Sheena is currently basking in the teenage wonderland of her bedroom -- I can hear the tunes spinning. This means I am free to pursue my weekly writing goals. For today, I have mapped out some optimistic word counts. I want to work on both the novel which Sheena partially inspired and which I am halfway through and the new novel I was pounding away at until 3:30 Sunday am. I also wish to write the book review simmering in my head about The Boy on the Beach, by Tima Kurdi, which I bawled my way through yesterday afternoon. Reading the book left me feeling utterly wrung out. As someone who has written memoirs, I can only imagine what the process of writing the story must have been like.


Despite my personal agenda, I became distracted when I stumbled across a pdf file of the memoir I wrote for my MFA grad thesis -- On Running Away from the Zoo to Join the Circus. Opening the file, I began to skim through the prologue I had written for this manuscript. It has been eight years since I completed that degree, so I'd forgotten some of the content. Some has me laughing, though, because I remember it like it was yesterday. Single mother of four children, I returned to university when my youngest daughter was four months old -- thus the title of the memoir. According to the prologue I had written, one of the members of my thesis advisory committee suggested that reading the book felt like I was trying to make order out of chaos. I replied, "Exactly." Welcome to my life.


I enjoyed reading my old prologue, although I cringingly identified three grammar errors in this, the final and published version of my document. Ouch, says my pride. Still, it was interesting enough that instead of proceeding with the day's goals, I continued skimming chapters. Sitting at my computer eight years later, I find myself amazed at the honesty and transparency which fill the pages of my memoir. I talk about my divorce, my parenting, my mother, my sex life, my then-languishing spiritual faith, and I admire the forthright nature of my university mind revealed in the pages of the book.

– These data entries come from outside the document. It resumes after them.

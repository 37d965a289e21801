//! curl string extraction.
//!
//! This module pulls the request parts out of a "Copy as cURL" string:
//! - Target URL (`curl '<url>' `), validated as an absolute URL
//! - Headers (`-H '<name>: <value>'`), with accept-encoding split off
//! - Body (` --data '<body>' `), which also decides the method
//!
//! All extraction is pattern matching over the whole input via the `regex`
//! crate; there is no shell tokenization.

mod patterns;
mod target;

use std::collections::HashMap;

use reqwest::Method;
use url::Url;

use crate::error_handling::UncurlError;

use patterns::ExtractedHeaders;

/// Request parts extracted from a curl string, before request validation.
#[derive(Debug, Clone)]
pub(crate) struct Extracted {
    /// The target exactly as quoted in the input.
    pub raw_target: String,
    pub target: Url,
    pub method: Method,
    pub headers: HashMap<String, String>,
    pub accept_encoding: Option<String>,
    pub body: Vec<u8>,
}

/// Extracts target, headers, accept-encoding, method and body from `input`.
///
/// # Errors
///
/// - `UncurlError::InvalidInput` if `input` is empty
/// - `UncurlError::MissingTarget` if no `curl '<url>' ` prefix is found
/// - `UncurlError::InvalidTarget` if the target is not an absolute URL
pub(crate) fn extract(input: &[u8]) -> Result<Extracted, UncurlError> {
    if input.is_empty() {
        return Err(UncurlError::InvalidInput);
    }

    let raw_target = patterns::find_target(input).ok_or_else(|| UncurlError::MissingTarget {
        input: String::from_utf8_lossy(input).into_owned(),
    })?;
    let target =
        target::validate_target(raw_target).map_err(|reason| UncurlError::InvalidTarget {
            target: String::from_utf8_lossy(raw_target).into_owned(),
            reason,
        })?;

    let ExtractedHeaders {
        headers,
        accept_encoding,
    } = patterns::find_headers(input);

    let (method, body) = match patterns::find_body(input) {
        Some(body) => (Method::POST, body.to_vec()),
        None => (Method::GET, Vec::new()),
    };

    Ok(Extracted {
        raw_target: String::from_utf8_lossy(raw_target).into_owned(),
        target,
        method,
        headers,
        accept_encoding,
        body,
    })
}
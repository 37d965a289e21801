//! Extraction constants.
//!
//! The patterns below match the command lines produced by the "Copy as cURL"
//! entry of Chrome/Chromium developer tools. They are applied to the raw input
//! bytes. Quoted targets and bodies are matched byte-wise (`(?-u:...)`), so a
//! token that is not valid UTF-8 is still captured verbatim.

/// Matches the leading `curl '<url>' ` of the command.
///
/// Capture group 1 is the candidate target URL. The trailing space is required.
pub const CURL_TARGET_PATTERN: &str = r"^\s*curl\s+'((?-u:[^'])+?)' ";

/// Matches every `-H '<name>: <value>'` argument.
///
/// Capture group 1 is the header name (everything up to the first colon),
/// group 2 the header value (everything after the separating whitespace up to
/// the closing quote).
pub const CURL_HEADER_PATTERN: &str = r"-H\s+'([^:]+?):\s+(.+?)'";

/// Matches the ` --data '<body>' ` argument.
///
/// Capture group 1 is the body, taken verbatim. Other body flags
/// (`--data-raw`, `--data-binary`, ...) are not recognized.
pub const CURL_DATA_PATTERN: &str = r" --data '((?-u:[^'])+?)' ";

/// Matches a header name that must be diverted to the accept-encoding side channel.
pub const CURL_ACCEPT_ENCODING_PATTERN: &str = r"(?i)^\s*accept-encoding\s*$";
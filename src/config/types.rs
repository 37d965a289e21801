//! Logger option types.

use strum_macros::{EnumIter, EnumString};

/// Logging level for the library's log output.
///
/// Controls the verbosity of log output, from most restrictive (Error) to most
/// verbose (Trace).
#[derive(Clone, Copy, Debug, PartialEq, Eq, EnumIter, EnumString)]
#[strum(ascii_case_insensitive)]
pub enum LogLevel {
    /// Only error messages
    Error,
    /// Error and warning messages
    Warn,
    /// Error, warning, and informational messages
    Info,
    /// All messages except trace
    Debug,
    /// All messages including trace
    Trace,
}

impl From<LogLevel> for log::LevelFilter {
    fn from(l: LogLevel) -> Self {
        match l {
            LogLevel::Error => log::LevelFilter::Error,
            LogLevel::Warn => log::LevelFilter::Warn,
            LogLevel::Info => log::LevelFilter::Info,
            LogLevel::Debug => log::LevelFilter::Debug,
            LogLevel::Trace => log::LevelFilter::Trace,
        }
    }
}

/// Log output format.
///
/// - `Plain`: Human-readable format with colors (default)
/// - `Json`: Structured JSON format for machine parsing
#[derive(Clone, Copy, Debug, Default, PartialEq, Eq, EnumString)]
#[strum(ascii_case_insensitive)]
pub enum LogFormat {
    /// Human-readable format with colors (default)
    #[default]
    Plain,
    /// Structured JSON format for machine parsing
    Json,
}

#[cfg(test)]
mod tests {
    use super::*;
    use std::str::FromStr;
    use strum::IntoEnumIterator;

    #[test]
    fn test_log_level_conversion() {
        assert_eq!(
            log::LevelFilter::from(LogLevel::Error),
            log::LevelFilter::Error
        );
        assert_eq!(
            log::LevelFilter::from(LogLevel::Warn),
            log::LevelFilter::Warn
        );
        assert_eq!(
            log::LevelFilter::from(LogLevel::Info),
            log::LevelFilter::Info
        );
        assert_eq!(
            log::LevelFilter::from(LogLevel::Debug),
            log::LevelFilter::Debug
        );
        assert_eq!(
            log::LevelFilter::from(LogLevel::Trace),
            log::LevelFilter::Trace
        );
    }

    #[test]
    fn test_log_level_ordering() {
        // Each level should be more restrictive than the next
        let filters: Vec<log::LevelFilter> = LogLevel::iter().map(Into::into).collect();
        for pair in filters.windows(2) {
            assert!(pair[0] < pair[1], "{:?} should be below {:?}", pair[0], pair[1]);
        }
    }

    #[test]
    fn test_log_level_from_str() {
        assert_eq!(LogLevel::from_str("debug").unwrap(), LogLevel::Debug);
        assert_eq!(LogLevel::from_str("WARN").unwrap(), LogLevel::Warn);
        assert!(LogLevel::from_str("verbose").is_err());
    }

    #[test]
    fn test_log_format_from_str() {
        assert_eq!(LogFormat::from_str("json").unwrap(), LogFormat::Json);
        assert_eq!(LogFormat::from_str("Plain").unwrap(), LogFormat::Plain);
        assert_eq!(LogFormat::default(), LogFormat::Plain);
    }
}
//! uncurl: turn a Chrome/Chromium "Copy as cURL" string into reusable `reqwest` requests.
//!
//! In Chrome or Chromium developer tools, the Network tab's context menu offers
//! *Copy → Copy as cURL*, which produces a `curl` command reproducing the
//! selected request. This library parses that text into a [`ParsedRequest`]
//! and builds [`ReplayRequest`]s from it: the captured request itself, or new
//! requests with other targets, methods or bodies that keep the captured headers.
//!
//! # Example
//!
//! ```
//! use uncurl::ParsedRequest;
//!
//! # fn main() -> Result<(), uncurl::UncurlError> {
//! let parsed = ParsedRequest::new(
//!     "curl 'https://example.com/b' -H 'Content-Type: application/json' --data '{\"k\":1}' ",
//! )?;
//! assert_eq!(parsed.method(), reqwest::Method::POST);
//!
//! // The capture as-is...
//! let replay = parsed.request();
//! assert_eq!(replay.headers()["content-type"], "application/json");
//!
//! // ...or a variation with the same headers.
//! let other = parsed.new_request("POST", "https://example.com/c", Some("{\"k\":2}".into()))?;
//! let request: reqwest::Request = other.into_request();
//! assert_eq!(request.url().path(), "/c");
//! # Ok(())
//! # }
//! ```
//!
//! Executing requests is left to the caller's `reqwest::Client`.
//!
//! # Accept-Encoding
//!
//! A captured `Accept-Encoding` header is never copied onto built requests,
//! because setting it explicitly disables `reqwest`'s automatic response
//! decompression. Its value stays available through
//! [`ParsedRequest::accept_encoding`].

#![warn(missing_docs)]

pub mod config;
mod error_handling;
pub mod initialization;
mod parse;
mod parsed_request;
mod request;

// Re-export public API
pub use config::{LogFormat, LogLevel};
pub use error_handling::{BuildError, ErrorKind, InitializationError, TargetError, UncurlError};
pub use parsed_request::ParsedRequest;
pub use request::{ReplayRequest, RequestContext};

#[cfg(test)]
mod tests {
    include!("tests.rs");
}
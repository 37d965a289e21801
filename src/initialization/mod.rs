//! Optional application setup.
//!
//! Nothing in the parser or request builder requires this module.

mod logger;

// Re-export public API
pub use logger::init_logger_with;
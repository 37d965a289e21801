//! HTTP header name constants.

/// Accept-Encoding header name, as written by Chromium.
///
/// This header is never replayed from a capture. Setting it explicitly on a
/// `reqwest` request turns off the client's transparent response decompression,
/// so its value is kept on a side channel (`ParsedRequest::accept_encoding`)
/// for callers that want to negotiate encodings themselves.
pub const HEADER_ACCEPT_ENCODING: &str = "accept-encoding";
//! Error handling.
//!
//! This module provides the error types returned by parsing, request building
//! and logger setup, plus an [`ErrorKind`] taxonomy for reporting.
//!
//! Parse and build failures are categorized into:
//! - **InvalidInput**: empty input
//! - **MissingTarget**: no `curl '<url>' ` prefix
//! - **InvalidTarget**: the target is not an absolute URL
//! - **RequestBuild**: an override method or URL cannot form a request

mod types;

// Re-export public API
pub use types::{BuildError, ErrorKind, InitializationError, TargetError, UncurlError};
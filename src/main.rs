/*!
 * probeset-rank
 * Ranks probesets for every configured task, gene list and strategy and
 * cross-validates the selected features.
 *
 * Usage: probeset-rank [CONFIG]
 * CONFIG defaults to probeset-ranker.toml; PROBESET_* variables override it.
 */

use anyhow::{bail, Context, Result};
use probeset_ranker::config::DEFAULT_CONFIG_FILE;
use probeset_ranker::{init_logging, Config, GeneList, Runner, TableLoader};
use std::path::PathBuf;
use std::process::ExitCode;

fn run() -> Result<bool> {
    let config_path = std::env::args()
        .nth(1)
        .map(PathBuf::from)
        .unwrap_or_else(|| PathBuf::from(DEFAULT_CONFIG_FILE));

    let mut config = Config::load_from_file(&config_path)
        .with_context(|| format!("loading configuration {}", config_path.display()))?;
    config
        .apply_environment_overrides()
        .context("applying environment overrides")?;
    init_logging(config.verbosity);

    let Some(dataset_path) = config.input.dataset.clone() else {
        bail!("no dataset configured in {}", config_path.display());
    };
    let dataset = TableLoader::new(config.input.table.clone())
        .load(&dataset_path)
        .with_context(|| format!("loading dataset {}", dataset_path.display()))?;
    log::info!(
        "Loaded {} samples x {} probesets from {}",
        dataset.num_samples(),
        dataset.num_features(),
        dataset_path.display()
    );

    let gene_lists = config
        .input
        .gene_lists
        .iter()
        .map(|path| GeneList::load(path).with_context(|| format!("loading gene list {}", path.display())))
        .collect::<Result<Vec<_>>>()?;

    let trainer = config.trainer.clone();
    let runner = Runner::new(config, trainer).context("preparing run")?;
    let summary = runner.run(&dataset, &gene_lists)?;

    for outcome in &summary.outcomes {
        match (&outcome.measures, &outcome.error) {
            (Some(measures), _) => {
                let values: Vec<String> = measures
                    .iter()
                    .map(|(name, value)| format!("{}={:.4}", name, value))
                    .collect();
                println!(
                    "{}\t{}\t{}\t{}",
                    outcome.task,
                    outcome.gene_list,
                    outcome.strategy,
                    values.join(" ")
                );
            }
            (None, Some(error)) => {
                println!("{}\t{}\t{}\tfailed: {}", outcome.task, outcome.gene_list, outcome.strategy, error);
            }
            (None, None) => {}
        }
    }

    Ok(summary.failed() == 0)
}

fn main() -> ExitCode {
    match run() {
        Ok(true) => ExitCode::SUCCESS,
        Ok(false) => ExitCode::FAILURE,
        Err(e) => {
            eprintln!("error: {:#}", e);
            ExitCode::FAILURE
        }
    }
}
//! Trait seams between the core algorithms and their collaborators.
//!
//! The core never trains a classifier itself. Cross-validation and recursive
//! elimination consume a [`Trainer`], and elimination additionally needs the
//! trained model to expose per-feature weights through [`LinearModel`].

use crate::core::error::Result;
use crate::core::types::*;
use crate::dataset::BinaryDataset;
use ndarray::ArrayView1;

/// A trained binary classifier.
pub trait Model {
    /// Predict one sample. `sample` holds the full feature row of the
    /// dataset; the model picks the columns it was trained on.
    fn predict(&self, sample: ArrayView1<'_, f64>) -> Prediction;
}

/// A model whose decision function is linear in its features.
pub trait LinearModel: Model {
    /// One weight per training feature, aligned with the feature subset the
    /// model was trained on
    fn weights(&self) -> &[f64];

    /// Intercept of the decision function
    fn bias(&self) -> f64;

    /// Feature subset the weights are aligned with
    fn features(&self) -> &[FeatureIndex];
}

/// Capability to train a binary classifier.
///
/// Calls must be independent: training one fold never observes another, so
/// folds may be trained concurrently from a shared reference.
pub trait Trainer: Sync {
    /// Model produced by this trainer
    type Model: Model + Send;

    /// Train on the given rows restricted to the given feature columns
    fn train(
        &self,
        data: &BinaryDataset,
        rows: &[SampleIndex],
        features: &[FeatureIndex],
    ) -> Result<Self::Model>;

    /// Trainer name for logging
    fn name(&self) -> &str;
}
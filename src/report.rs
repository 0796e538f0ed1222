//! Tab-separated report writers.
//!
//! A header row is written when a report file is created or empty, and left
//! out when rows are appended to a file that already has content.

use crate::core::error::{RankerError, Result};
use crate::core::types::{FeatureScore, MeasureType};
use crate::cv::EvaluationMeasure;
use crate::elimination::FeatureWeight;
use csv::{Writer, WriterBuilder};
use serde::Serialize;
use std::fs::{File, OpenOptions};
use std::io::{BufRead, BufReader};
use std::path::{Path, PathBuf};

/// Open `path` for writing; returns the file and whether it already has content
fn open_report(path: &Path, append: bool) -> Result<(File, bool)> {
    if let Some(parent) = path.parent() {
        if !parent.as_os_str().is_empty() {
            std::fs::create_dir_all(parent)?;
        }
    }
    let has_content = append && path.metadata().map(|m| m.len() > 0).unwrap_or(false);
    let file = if append {
        OpenOptions::new().create(true).append(true).open(path)?
    } else {
        File::create(path)?
    };
    Ok((file, has_content))
}

fn tsv_writer(file: File) -> Writer<File> {
    WriterBuilder::new().delimiter(b'\t').has_headers(false).from_writer(file)
}

#[derive(Debug, Serialize)]
struct RankingRow<'a> {
    rank: usize,
    feature: &'a str,
    score: f64,
    aux: Option<f64>,
}

#[derive(Debug, Serialize)]
struct WeightRow<'a> {
    feature: &'a str,
    weight: f64,
}

/// Writes ranked features (`rank`, `feature`, `score`, `aux`) or model
/// weights (`feature`, `weight`); one kind per file
#[derive(Debug)]
pub struct ReportWriter {
    path: PathBuf,
    writer: Writer<File>,
    header_pending: bool,
    rows: usize,
}

impl ReportWriter {
    /// Column names of a ranking report
    pub const HEADER: [&'static str; 4] = ["rank", "feature", "score", "aux"];

    /// Column names of a weight report
    pub const WEIGHT_HEADER: [&'static str; 2] = ["feature", "weight"];

    /// Create or truncate a report
    pub fn create<P: AsRef<Path>>(path: P) -> Result<Self> {
        Self::open(path, false)
    }

    /// Open a report, appending to existing content when `append` is set
    pub fn open<P: AsRef<Path>>(path: P, append: bool) -> Result<Self> {
        let path = path.as_ref().to_path_buf();
        let (file, has_content) = open_report(&path, append)?;
        Ok(ReportWriter {
            writer: tsv_writer(file),
            header_pending: !has_content,
            rows: 0,
            path,
        })
    }

    /// Report location
    pub fn path(&self) -> &Path {
        &self.path
    }

    /// Rows written through this writer
    pub fn rows_written(&self) -> usize {
        self.rows
    }

    fn write_header(&mut self, header: &[&str]) -> Result<()> {
        if self.header_pending {
            self.writer.write_record(header)?;
            self.header_pending = false;
        }
        Ok(())
    }

    /// Write ranked scores, best first; `names[feature]` labels each row
    pub fn write_ranking<S: AsRef<str>>(&mut self, scores: &[FeatureScore], names: &[S]) -> Result<()> {
        self.write_header(&Self::HEADER)?;
        for (i, score) in scores.iter().enumerate() {
            let feature = feature_name(names, score.feature)?;
            self.writer.serialize(RankingRow {
                rank: i + 1,
                feature,
                score: score.score,
                aux: score.aux,
            })?;
            self.rows += 1;
        }
        self.writer.flush()?;
        Ok(())
    }

    /// Write model weights in the given order
    pub fn write_weights<S: AsRef<str>>(&mut self, weights: &[FeatureWeight], names: &[S]) -> Result<()> {
        self.write_header(&Self::WEIGHT_HEADER)?;
        for weight in weights {
            self.writer.serialize(WeightRow {
                feature: feature_name(names, weight.feature)?,
                weight: weight.weight,
            })?;
            self.rows += 1;
        }
        self.writer.flush()?;
        Ok(())
    }
}

fn feature_name<S: AsRef<str>>(names: &[S], feature: usize) -> Result<&str> {
    names.get(feature).map(AsRef::as_ref).ok_or_else(|| {
        RankerError::invalid_argument(
            "feature",
            feature.to_string(),
            format!("no name among {} features", names.len()),
        )
    })
}

/// One row of a measure report
#[derive(Debug, Clone, Copy)]
pub struct MeasureRow<'a> {
    /// Classification task name
    pub task: &'a str,
    /// Gene list name
    pub gene_list: &'a str,
    /// Strategy name
    pub strategy: &'a str,
    /// Number of evaluated features
    pub features: usize,
    /// Aggregated measures
    pub measures: &'a EvaluationMeasure,
}

/// Writes one row per evaluation: `task`, `gene_list`, `strategy`,
/// `features`, then one column per measure
#[derive(Debug)]
pub struct MeasureReportWriter {
    writer: Writer<File>,
    measures: Vec<MeasureType>,
}

impl MeasureReportWriter {
    /// Open a measure report for a fixed set of measure columns.
    ///
    /// When appending to an existing report its header must list the same
    /// columns.
    pub fn open<P: AsRef<Path>>(path: P, measures: &[MeasureType], append: bool) -> Result<Self> {
        let path = path.as_ref();
        let header = Self::header(measures);

        if append && path.metadata().map(|m| m.len() > 0).unwrap_or(false) {
            let existing = read_header(path)?;
            if existing != header {
                return Err(RankerError::config(format!(
                    "cannot append to {}: header [{}] does not match [{}]",
                    path.display(),
                    existing.join(", "),
                    header.join(", ")
                )));
            }
        }

        let (file, has_content) = open_report(path, append)?;
        let mut writer = tsv_writer(file);
        if !has_content {
            writer.write_record(&header)?;
            writer.flush()?;
        }
        Ok(MeasureReportWriter {
            writer,
            measures: measures.to_vec(),
        })
    }

    fn header(measures: &[MeasureType]) -> Vec<String> {
        ["task", "gene_list", "strategy", "features"]
            .iter()
            .map(|s| s.to_string())
            .chain(measures.iter().map(|m| m.name().to_string()))
            .collect()
    }

    /// Append one evaluation
    pub fn write_row(&mut self, row: &MeasureRow<'_>) -> Result<()> {
        let mut record = vec![
            row.task.to_string(),
            row.gene_list.to_string(),
            row.strategy.to_string(),
            row.features.to_string(),
        ];
        for &measure in &self.measures {
            let value = row.measures.value(measure).ok_or_else(|| {
                RankerError::evaluation(format!("measure {} was not computed", measure))
            })?;
            record.push(value.to_string());
        }
        self.writer.write_record(&record)?;
        self.writer.flush()?;
        Ok(())
    }
}

fn read_header(path: &Path) -> Result<Vec<String>> {
    let mut line = String::new();
    BufReader::new(File::open(path)?).read_line(&mut line)?;
    Ok(line.trim_end_matches(['\r', '\n']).split('\t').map(str::to_string).collect())
}
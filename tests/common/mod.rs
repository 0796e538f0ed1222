//! Common test utilities for probeset ranker integration tests.
#![allow(dead_code)]

use ndarray::{Array1, Array2};
use probeset_ranker::*;
use rand::prelude::*;
use std::fs;
use std::path::Path;

/// Samples per class in the standard fixture
pub const SAMPLES_PER_CLASS: usize = 10;

/// Features in the standard fixture
pub const NUM_FEATURES: usize = 100;

/// Features whose mean differs between classes
pub const INFORMATIVE: [usize; 5] = [3, 17, 42, 64, 88];

/// Feature identifier of column `j`
pub fn probeset_name(j: usize) -> String {
    format!("PS_{:04}", j)
}

/// Sample labels: `normal` first, then `tumor`
pub fn sample_labels(per_class: usize) -> Vec<String> {
    (0..2 * per_class)
        .map(|i| if i < per_class { "normal" } else { "tumor" }.to_string())
        .collect()
}

/// Create an expression matrix where the informative features shift by
/// `effect` in the second half of the rows
pub fn create_expression(num_samples: usize, num_features: usize, effect: f64, seed: u64) -> Array2<f64> {
    let mut rng = StdRng::seed_from_u64(seed);
    let mut features = Array2::zeros((num_samples, num_features));

    for i in 0..num_samples {
        let shifted = i >= num_samples / 2;
        for j in 0..num_features {
            let mut value: f64 = rng.gen_range(-1.0..1.0);
            if shifted && INFORMATIVE.contains(&j) {
                value += effect;
            }
            features[[i, j]] = value;
        }
    }

    features
}

/// Labeled dataset: 10 normal and 10 tumor samples over 100 probesets
pub fn create_labeled_dataset(seed: u64) -> Dataset {
    let num_samples = 2 * SAMPLES_PER_CLASS;
    let features = create_expression(num_samples, NUM_FEATURES, 3.0, seed);
    let names = (0..NUM_FEATURES).map(probeset_name).collect();
    Dataset::new(sample_labels(SAMPLES_PER_CLASS), features, names).unwrap()
}

/// The standard tumor-vs-normal task
pub fn tumor_vs_normal() -> ClassificationTask {
    ClassificationTask::new("tumor_vs_normal", vec!["normal".to_string()], vec!["tumor".to_string()]).unwrap()
}

/// The standard fixture bound to the tumor-vs-normal task
pub fn create_binary_dataset(seed: u64) -> BinaryDataset {
    tumor_vs_normal().bind(&create_labeled_dataset(seed)).unwrap()
}

/// Binary dataset with `positives` positive rows after `negatives` negative
/// rows and no class signal
pub fn create_noise_dataset(negatives: usize, positives: usize, num_features: usize, seed: u64) -> BinaryDataset {
    let mut rng = StdRng::seed_from_u64(seed);
    let num_samples = negatives + positives;
    let features = Array2::from_shape_fn((num_samples, num_features), |_| rng.gen_range(-1.0..1.0));
    let targets = Array1::from_shape_fn(num_samples, |i| if i < negatives { 0.0 } else { 1.0 });
    let names = (0..num_features).map(probeset_name).collect();
    BinaryDataset::new(features, targets, names).unwrap()
}

/// Write a dataset as a tab-separated table
pub fn write_table(dataset: &Dataset, path: &Path) {
    let mut content = String::from("label");
    for name in dataset.feature_names() {
        content.push('\t');
        content.push_str(name);
    }
    content.push('\n');
    for (i, label) in dataset.sample_labels().iter().enumerate() {
        content.push_str(label);
        for value in dataset.features().row(i) {
            content.push_str(&format!("\t{}", value));
        }
        content.push('\n');
    }
    fs::write(path, content).unwrap();
}

/// Write one identifier per line
pub fn write_gene_list(names: &[String], path: &Path) {
    fs::write(path, names.join("\n") + "\n").unwrap();
}

/// Trainer with a fast schedule for tests
pub fn test_trainer() -> LogisticRegressionTrainer {
    LogisticRegressionTrainer::new().with_epochs(100).with_learning_rate(0.5)
}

The writing of my memoir is strong. I, at least, find the subject matter interesting. I think to myself, who was I, that I could so transparently expose myself and so subjectively dissect the instruction of the very people charged with reading this manuscript -- and passing me based upon its merit? Is that arrogance or confidence, youth or indiscretion, or a combination of all that and more? Then I think, this is good enough to be published, but could I be that ballsy?


I don't think so. I like to think that I am an honest, authentic person. These are my ideals, at least. But I don't think the person I am today could publicly expose herself this thoroughly anymore. I don't think I want my children to read about my sexual misadventures. I definitely don't want my mother to read about a daughter's occasional feelings of negative parental critique. I am older and wiser today, and I know it would crush me were my children to publicly detail the ways they feel I have failed them. If I couldn't handle it happening to me, I can't perpetrate that upon the woman who is my all-time number one champion. No way, nuh-uh, not happening. Honour thy father and mother and all that. Besides, my mother is a woman who is easy to honour. I admire the openness of my thesis writing, but I realize, I couldn't write all of this today. Maybe that makes me less as a writer, but it makes me more as a person.


Which means, it is time to go check in on the child with the temporarily deformed face, then get back to the joys and relative safety of writing fiction.